Would there be a project that would be able to help achieve this goal?
In my opinion, the port of the Sequoia-PGP project [1] via Goa's Rust support [2] would be the most appreciated direction. Not only have I high hopes in the future relevance of this particular project, but it also fits perfectly with our ambition to come up with a solution for handling emails directly on Genode by the end of the year. For this, we have the pressing need for OpenPGP. It would be splendid to address this need via the Sequoia-PGP project.

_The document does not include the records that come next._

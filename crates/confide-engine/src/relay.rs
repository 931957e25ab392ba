// SPDX-FileCopyrightText: 2026 Confide Contributors
// SPDX-License-Identifier: MIT OR Apache-2.0

//! Single-subscription fan-out of one upstream token stream.
//!
//! A [`Relay`] owns the upstream stream. Subscribers are registered before
//! [`Relay::start`], which spawns one producer loop that pulls the upstream
//! exactly once, forwards every fragment in arrival order to each
//! subscriber, and accumulates the full text. The accumulated text is
//! delivered through [`RelayCompletion`] once the upstream is finished.

use confide_config::model::DisconnectPolicy;
use confide_core::{ConfideError, TokenStream};
use futures::StreamExt;
use futures::future::join_all;
use tokio::sync::{mpsc, oneshot};
use tracing::{Instrument, debug};

/// How the upstream sequence ended.
#[derive(Debug, Clone, PartialEq, Eq)]
pub enum RelayStatus {
    /// The upstream finished normally.
    Complete,
    /// The upstream raised an error after the accumulated text.
    Failed(String),
    /// Every subscriber left and the upstream was dropped early.
    Abandoned,
}

/// Accumulated text plus the way the stream ended.
#[derive(Debug, Clone, PartialEq, Eq)]
pub struct RelayOutcome {
    pub text: String,
    pub status: RelayStatus,
}

impl RelayOutcome {
    /// True unless the upstream ran to its natural end.
    pub fn is_partial(&self) -> bool {
        self.status != RelayStatus::Complete
    }
}

type Subscriber = mpsc::UnboundedSender<Result<String, ConfideError>>;

pub struct Relay {
    upstream: TokenStream,
    policy: DisconnectPolicy,
    subscribers: Vec<Subscriber>,
}

impl Relay {
    pub fn new(upstream: TokenStream, policy: DisconnectPolicy) -> Self {
        Self {
            upstream,
            policy,
            subscribers: Vec::new(),
        }
    }

    /// Register a live consumer. Every subscriber sees the same fragments in
    /// the same order; an upstream error is delivered as the final item.
    pub fn subscribe(&mut self) -> TokenStream {
        let (tx, mut rx) = mpsc::unbounded_channel();
        self.subscribers.push(tx);
        Box::pin(futures::stream::poll_fn(move |cx| rx.poll_recv(cx)))
    }

    /// Spawn the producer loop onto the current runtime.
    pub fn start(self) -> RelayCompletion {
        let (tx, rx) = oneshot::channel();
        tokio::spawn(
            async move {
                let outcome = self.pump().await;
                // The completion sink may have been dropped; the outcome is then unobserved.
                let _ = tx.send(outcome);
            }
            .in_current_span(),
        );
        RelayCompletion { rx }
    }

    async fn pump(self) -> RelayOutcome {
        let Relay {
            mut upstream,
            policy,
            mut subscribers,
        } = self;
        let cancellable = policy == DisconnectPolicy::CancelUpstream && !subscribers.is_empty();
        let mut text = String::new();

        let status = loop {
            let next = if cancellable {
                tokio::select! {
                    next = upstream.next() => next,
                    _ = all_closed(&subscribers) => break RelayStatus::Abandoned,
                }
            } else {
                upstream.next().await
            };

            match next {
                Some(Ok(fragment)) => {
                    text.push_str(&fragment);
                    subscribers.retain(|sub| sub.send(Ok(fragment.clone())).is_ok());
                }
                Some(Err(e)) => {
                    let message = match e {
                        ConfideError::Provider { message, .. } => message,
                        other => other.to_string(),
                    };
                    for sub in &subscribers {
                        let _ = sub.send(Err(ConfideError::provider(message.clone())));
                    }
                    break RelayStatus::Failed(message);
                }
                None => break RelayStatus::Complete,
            }
        };

        debug!(
            accumulated = text.len(),
            status = ?status,
            "relay finished"
        );
        RelayOutcome { text, status }
    }
}

async fn all_closed(subscribers: &[Subscriber]) {
    join_all(subscribers.iter().map(|sub| sub.closed())).await;
}

/// Resolves once the producer loop has finished.
#[derive(Debug)]
pub struct RelayCompletion {
    rx: oneshot::Receiver<RelayOutcome>,
}

impl RelayCompletion {
    pub async fn wait(self) -> RelayOutcome {
        self.rx.await.unwrap_or_else(|_| RelayOutcome {
            text: String::new(),
            status: RelayStatus::Failed("relay producer stopped unexpectedly".to_string()),
        })
    }
}

#[cfg(test)]
mod tests {
    use super::*;
    use std::sync::Arc;
    use std::sync::atomic::{AtomicUsize, Ordering};
    use std::time::Duration;

    fn upstream(items: Vec<Result<&'static str, &'static str>>) -> TokenStream {
        Box::pin(futures::stream::iter(items.into_iter().map(|item| {
            item.map(str::to_string).map_err(ConfideError::provider)
        })))
    }

    /// Emits `count` fragments, sleeping between them, and counts pulls.
    fn slow_upstream(count: usize, pulled: Arc<AtomicUsize>) -> TokenStream {
        Box::pin(futures::stream::iter(0..count).then(move |i| {
            let pulled = Arc::clone(&pulled);
            async move {
                tokio::time::sleep(Duration::from_millis(20)).await;
                pulled.fetch_add(1, Ordering::SeqCst);
                Ok::<_, ConfideError>(format!("f{i} "))
            }
        }))
    }

    #[tokio::test]
    async fn every_subscriber_sees_fragments_in_order() {
        let mut relay = Relay::new(
            upstream(vec![Ok("a"), Ok("b"), Ok("c")]),
            DisconnectPolicy::RunToCompletion,
        );
        let first = relay.subscribe();
        let second = relay.subscribe();
        let completion = relay.start();

        let first: Vec<String> = first.map(|r| r.unwrap()).collect().await;
        let second: Vec<String> = second.map(|r| r.unwrap()).collect().await;
        assert_eq!(first, vec!["a", "b", "c"]);
        assert_eq!(first, second);

        let outcome = completion.wait().await;
        assert_eq!(outcome.text, "abc");
        assert!(!outcome.is_partial());
    }

    #[tokio::test]
    async fn upstream_error_terminates_subscribers_and_keeps_partial_text() {
        let mut relay = Relay::new(
            upstream(vec![Ok("one "), Ok("two "), Ok("three"), Err("connection reset")]),
            DisconnectPolicy::RunToCompletion,
        );
        let live = relay.subscribe();
        let completion = relay.start();

        let items: Vec<_> = live.collect().await;
        assert_eq!(items.len(), 4);
        assert!(items[..3].iter().all(|r| r.is_ok()));
        assert!(matches!(&items[3], Err(ConfideError::Provider { message, .. }) if message == "connection reset"));

        let outcome = completion.wait().await;
        assert_eq!(outcome.text, "one two three");
        assert_eq!(
            outcome.status,
            RelayStatus::Failed("connection reset".to_string())
        );
    }

    #[tokio::test]
    async fn accumulates_without_any_subscriber() {
        let relay = Relay::new(
            upstream(vec![Ok("x"), Ok("y")]),
            DisconnectPolicy::CancelUpstream,
        );
        let outcome = relay.start().wait().await;
        assert_eq!(outcome.text, "xy");
        assert_eq!(outcome.status, RelayStatus::Complete);
    }

    #[tokio::test]
    async fn run_to_completion_survives_caller_disconnect() {
        let pulled = Arc::new(AtomicUsize::new(0));
        let mut relay = Relay::new(
            slow_upstream(5, Arc::clone(&pulled)),
            DisconnectPolicy::RunToCompletion,
        );
        let mut live = relay.subscribe();
        let completion = relay.start();

        assert_eq!(live.next().await.unwrap().unwrap(), "f0 ");
        drop(live);

        let outcome = completion.wait().await;
        assert_eq!(outcome.text, "f0 f1 f2 f3 f4 ");
        assert_eq!(outcome.status, RelayStatus::Complete);
        assert_eq!(pulled.load(Ordering::SeqCst), 5);
    }

    #[tokio::test]
    async fn cancel_upstream_stops_once_every_subscriber_leaves() {
        let pulled = Arc::new(AtomicUsize::new(0));
        let mut relay = Relay::new(
            slow_upstream(50, Arc::clone(&pulled)),
            DisconnectPolicy::CancelUpstream,
        );
        let mut live = relay.subscribe();
        let completion = relay.start();

        assert_eq!(live.next().await.unwrap().unwrap(), "f0 ");
        drop(live);

        let outcome = completion.wait().await;
        assert_eq!(outcome.status, RelayStatus::Abandoned);
        assert!(outcome.is_partial());
        assert!(outcome.text.starts_with("f0 "));
        assert!(pulled.load(Ordering::SeqCst) < 50);
    }
}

On technical grounds, I think it would be an intriguing topic because it is far from trivial while still being approachable in smaller steps. One could start with test-driving the library primitives, maybe crafting a custom application for checking PGP signatures as a kind of showcase along the way. If that works out well, one could proceed towards making the 'sq' command line tool available, complementing Goa's Unix example. At the advanced stage, one could investigate a way to map the concept of a PGP daemon (think of a virtual smart card) to Genode's concepts.
Succeeding in any of those steps would be a valuable contribution.
[1] https://sequoia-pgp.org/ [2] https://genodians.org/atopia/2023-10-26-a-first-complex-rust-package
Cheers Norman
Relating to Norman's last point (a 'PGP daemon' or so), it is perhaps worth pointing out the "split GPG" functionality of Qubes OS for reference and potential inspiration: - https://www.qubes-os.org/doc/split-gpg/ - https://github.com/QubesOS/qubes-app-linux-split-gpg - https://github.com/QubesOS/qubes-app-linux-split-gpg2
The implementation is somewhat tightly coupled to GnuPG and either its command-line interface (for version 1) or agent protocol (for version 2). So, it's not necessarily a useful reference from an implementation perspective if aiming for non-GnuPG implementations of PGP, but perhaps still useful from a conceptual and user-experience perspective. The implementation is admittedly undesirably fragile in ways that I don't think anyone particularly likes (for example the command-filtering approach taken in version 1 is brittle when considering the (sometimes latent) complexity of the GnuPG command line interface, which has resulted in real vulns [1]), but it has been useful to many users while nothing better / practical existed.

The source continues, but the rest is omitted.